「東京都保健医療計画(第五次改定)(案)」に係る意見

公開日 2013年01月29日

2013年1月29日

東京都福祉保健局 医療政策部 医療政策課計画係 御中

東京保険医協会
病院有床診部部長 細田 悟

 

 当会は、都内の開業医および勤務医約五千人で構成している団体で、国民医療の向上と、保険医の生活と権利を守るために活動している。当会病院有床診部として、患者に必要な医療を提供するために入院医療の充実や医療機関の経営の安定化を求める立場から以下の通り意見を提出します。

【意見】


1. 療養病床目標数28,077床を堅持すること

(P.34~35:2基準病床数の設定(1)療養病床及び一般病床)

 東京都は2012年度末における療養病床目標数を28,077床と掲げている。しかし、医療と介護を合わせた療養病床数は21,647床(2012年4月時点)にとどまっており、介護療養病床が全て医療療養病床に移行したとしても目標達成するには、その他に6,430床増やさなければならない。

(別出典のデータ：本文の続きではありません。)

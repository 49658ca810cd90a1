//! Error taxonomy for chunked transfers.
//!
//! Sender-side failures carry the [`Stage`] and chunk index at which they
//! happened. Receiver-side problems that do not abort a session are reported
//! as [`Violation`]s wrapped in [`TransferError::ProtocolViolation`].

use std::fmt;
use std::time::Duration;

use crate::wire::TransferKey;

/// Step of the publish protocol an error is attributed to.
#[derive(Debug, Clone, Copy, PartialEq, Eq)]
pub enum Stage {
    Connect,
    Metadata,
    Chunk,
    Complete,
}

impl fmt::Display for Stage {
    fn fmt(&self, f: &mut fmt::Formatter<'_>) -> fmt::Result {
        let name = match self {
            Stage::Connect => "connect",
            Stage::Metadata => "metadata",
            Stage::Chunk => "chunk",
            Stage::Complete => "complete",
        };
        f.write_str(name)
    }
}

/// Formats ` (index N)` when an index is known, nothing otherwise.
struct AtIndex<'a>(&'a Option<u32>);

impl fmt::Display for AtIndex<'_> {
    fn fmt(&self, f: &mut fmt::Formatter<'_>) -> fmt::Result {
        match self.0 {
            Some(i) => write!(f, " (index {i})"),
            None => Ok(()),
        }
    }
}

#[derive(Debug, Clone, PartialEq, Eq, thiserror::Error)]
pub enum TransferError {
    #[error("connection error at {stage}{}: {reason}", AtIndex(.index))]
    Connection {
        stage: Stage,
        index: Option<u32>,
        reason: String,
    },

    #[error("invalid argument: {0}")]
    InvalidArgument(String),

    #[error("delivery not acknowledged within {}ms at {stage}{}", .waited.as_millis(), AtIndex(.index))]
    DeliveryTimeout {
        stage: Stage,
        index: Option<u32>,
        waited: Duration,
    },

    #[error("incomplete transfer {key}: missing {} chunk(s) {missing:?}", .missing.len())]
    IncompleteTransfer { key: TransferKey, missing: Vec<u32> },

    #[error("protocol violation: {0}")]
    ProtocolViolation(Violation),

    #[error("transfer cancelled at {stage}{}", AtIndex(.index))]
    Cancelled { stage: Stage, index: Option<u32> },
}

impl TransferError {
    /// The stage this error is attributed to, if it came from the publisher.
    pub fn stage(&self) -> Option<Stage> {
        match self {
            TransferError::Connection { stage, .. }
            | TransferError::DeliveryTimeout { stage, .. }
            | TransferError::Cancelled { stage, .. } => Some(*stage),
            _ => None,
        }
    }

    /// The chunk index this error is attributed to, if any.
    pub fn index(&self) -> Option<u32> {
        match self {
            TransferError::Connection { index, .. }
            | TransferError::DeliveryTimeout { index, .. }
            | TransferError::Cancelled { index, .. } => *index,
            TransferError::ProtocolViolation(v) => v.index(),
            _ => None,
        }
    }

    /// Whether restarting the whole session could plausibly succeed.
    pub fn is_retryable(&self) -> bool {
        matches!(
            self,
            TransferError::Connection { .. } | TransferError::DeliveryTimeout { .. }
        )
    }
}

impl From<Violation> for TransferError {
    fn from(v: Violation) -> Self {
        TransferError::ProtocolViolation(v)
    }
}

/// A message the receiver could not apply to a session.
#[derive(Debug, Clone, PartialEq, Eq, thiserror::Error)]
pub enum Violation {
    #[error("chunk index {index} out of range for {num_chunks} chunk(s) in {key}")]
    IndexOutOfRange {
        key: TransferKey,
        index: u32,
        num_chunks: u32,
    },

    #[error("chunk {index} of {key} is {actual} bytes, expected {expected}")]
    LengthMismatch {
        key: TransferKey,
        index: u32,
        expected: usize,
        actual: usize,
    },

    #[error("no active session for {key}")]
    NoActiveSession { key: TransferKey },

    #[error("malformed descriptor: {0}")]
    MalformedDescriptor(String),

    #[error("malformed topic: {0}")]
    MalformedTopic(String),

    #[error("unexpected completion payload on {key}: {payload:?}")]
    UnexpectedSentinel { key: TransferKey, payload: String },

    #[error("reassembled {key} is {actual} bytes, descriptor says {expected}")]
    SizeMismatch {
        key: TransferKey,
        expected: u64,
        actual: u64,
    },

    #[error("digest mismatch for {key}: expected {expected}, got {actual}")]
    DigestMismatch {
        key: TransferKey,
        expected: String,
        actual: String,
    },

    #[error("transfer of {total_size} bytes exceeds limit of {limit} bytes")]
    TooLarge { total_size: u64, limit: u64 },
}

impl Violation {
    pub fn index(&self) -> Option<u32> {
        match self {
            Violation::IndexOutOfRange { index, .. } | Violation::LengthMismatch { index, .. } => {
                Some(*index)
            }
            _ => None,
        }
    }
}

 よって、都は自らの目標数実現に責任を持ち、実効性のある施策を早急に講じること。なお、目標実現に当たっては、療養病床入院患者やその家族、療養病床を持つ医療機関の声を十分に反映させること。

 

2.一般病床からの転換によらない療養病床への財政支援を拡充すること

(P.264:療養病床整備事業の充実)

 東京都が2008年度から実施している一般病床から療養病床への転換等を図るための施設整備費補助は、補助率を1/2とした2008~2009年度の申請病床数が約300床、補助率が3/4に引き上げられた2010年度には約700床に増加した。さらに2011年度の実績病床数は515床と2009年度以前の申請数と比較しても増加している。このように補助内容の拡充は療養病床増床を目指す東京都の計画実現にむけた大きな力となる。療養病床は急性期医療の後方病床としての役割も担っており、このまま療養病床が増えなければ、医療崩壊はますます深刻さを増すことからも、東京都の財政支援策は大変有効である。

 しかしながら、一般病床200床未満の中小病院においては、在宅療養患者の緊急入院の受入れ等在宅医療の拠点機能として、また病院や介護事業所等との地域医療連携体制の構築で地域に根ざした身近な医療の提供体制として、益々重要な役割を担っている。したがって、一般病床数の確保は必要であり、東京都においては、一般病床からの転換によらない療養病床の確保と増設が急務である。

 よって、療養病床への財政支援については、上下水道料金等、公共料金や税金等の減免も含め、あらゆる有効な手立てを講じること。